Verborgen für die meisten Menschen außerhalb eines erweiterten interessierten Kreises tobt seit drei Jahren eine wirtschaftspolitische Grundsatzdiskussion auf beiden Seiten des Atlantiks. Im Zentrum steht die Frage welche Relevanz Staatsschulden bzw. volkswirtschaftliche Außenhandelsschulden haben und ob nur die Schuldner/innen schuld sind, oder auch die Gläubiger/innen. Aus drei Gründen ist die neoliberale Interpretation der Krise, dergemäß Staatsschulden das Hauptproblem sind und die Schuldner/innen ihre Situation alleine zu verantworten haben, im deutschsprachigen Raum immer noch die deutlich breitenwirksamere. Erstens ist sie simpel: Wer mehr ausgibt als einnimmt, kommt eben in die Bredouille. Zweitens passt sie gut in die neoliberale Denke, die wir seit Jahren gewohnt sind: Der Staat ist das Übel und die Staatsschulden das Symptom desselben. Drittens ist es bequem: Wir wirtschaften gut, die da unten schlecht. Im Gegensatz zu den USA, Frankreich oder Spanien erreicht die alternative Lesart in der deutschsprachigen Öffentlichkeit keine kritische Größe. Dabei handelt es sich um eine Auseinandersetzung, die sich nicht eindeutig entlang ideologischer Lager festmachen lässt. Die deutsche Bundesbank, die meisten deutschen Ökonom/innen, die Wirtschaftsressorts der konservativen Blätter FAZ und Die Welt sowie das christdemokratische und sozialdemokratische Establishment in Deutschland und Österreich teilen prinzipiell die Auffassung, dass der Schuldner Schuld hat, weil sich die verantwortungslose Ausgabenpolitik der „Partyjahre“ rächt. Der Fiskalpakt ist die logische Antwort auf diese Erkenntnis.

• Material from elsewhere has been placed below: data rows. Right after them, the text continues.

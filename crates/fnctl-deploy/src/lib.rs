//! fnctl deploy - deployment planning and execution
//!
//! This crate provides:
//! - **Collaborators**: capability traits for build, push, deploy, remove,
//!   describe and remote pipelines, with Knative and local-tool implementations
//! - **Namespace resolution**: target namespace precedence and migration notices
//! - **Planner**: the build/push/deploy decision for one invocation
//! - **Executor**: runs a plan against collaborators and records the outcome
//! - **Stores**: `func.yaml` persistence, on disk or in memory
//! - **Mocks**: deterministic collaborators for tests

pub mod collaborators;
pub mod error;
pub mod executor;
pub mod knative;
pub mod mock;
pub mod namespace;
pub mod planner;
pub mod process;
pub mod store;

pub use collaborators::{
    Builder, ClusterContext, Collaborators, Deployer, DeploymentResult, DeploymentStatus,
    Describer, Instance, PipelinesProvider, Pusher, Remover, StaticContext,
};
pub use error::{DeployError, Result, Step};
pub use executor::{CleanupOutcome, Executor, ExecutorOptions, Plan, Report, plan};
pub use knative::{KnativeDeployer, KnativeDescriber, KnativeRemover, KubeconfigContext};
pub use mock::MockSet;
pub use namespace::{
    DEFAULT_NAMESPACE, NamespaceResolution, NamespaceResolver, NamespaceSource, Notice,
};
pub use planner::{ArtifactState, DecisionError, DeploymentDecision, DeploymentPlanner, Operation};
pub use process::{Disconnected, DockerPusher, NoPipelines, ToolBuilder, local_collaborators};
pub use store::{FileStore, FunctionStore, MemoryStore};
//! Standard exit codes for CLI operations
//!
//! These exit codes follow Unix conventions and sysexits.h where applicable.

/// General error - a collaborator or the cluster failed
pub const ERROR: i32 = 1;

/// Validation error - bad flag, setting or func.yaml content
pub const VALIDATION_ERROR: i32 = 2;

/// Deploy refused because no usable build exists
pub const NOT_BUILT: i32 = 3;

/// Function not found where the command expected it
pub const NOT_FOUND: i32 = 4;

/// IO error - file not found, permission denied, etc.
pub const IO_ERROR: i32 = 5;

/// Usage error - invalid arguments or options (following sysexits.h convention)
pub const USAGE_ERROR: i32 = 64;

/// Interrupted by the user
pub const CANCELED: i32 = 130;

Das gewerkschaftsnahe deutsche Institut für Markoökonomie und Konjunkturforschung (IMK), die österreichischen Arbeiterkammern, die Financial Times Deutschland, das Handelsblatt, die Frankfurter Rundschau, die britische BBC sowie die Rating Agentur Standard & Poors haben einen keynesianischen Blick auf die Welt und kommen zu einem anderen Schluss, der in etwa lautet: Die Schuldenkrise ist mehr ein Problem der privaten denn der öffentlichen Verschuldung. Die Staatsschulden können in vielen Staaten durch Ersparnisse der inländischen Privaten noch gedeckt werden, wie das in Deutschland oder Österreich auch der Fall ist. Es ergibt sich in diesen Staaten damit eine Herausforderung für den Staat, aber kein Problem für die Volkswirtschaft, die unter dem Strich schuldenfrei ist. Sind die Privaten aber selbst stärker verschuldet als sie Ersparnisse haben, dann müssen sie sich logischerweise  gegenüber dem Ausland verschuldet haben[1]. Diese Verschuldung ist die Folge davon, wenn eine Volkswirtschaft mehr konsumiert als produziert.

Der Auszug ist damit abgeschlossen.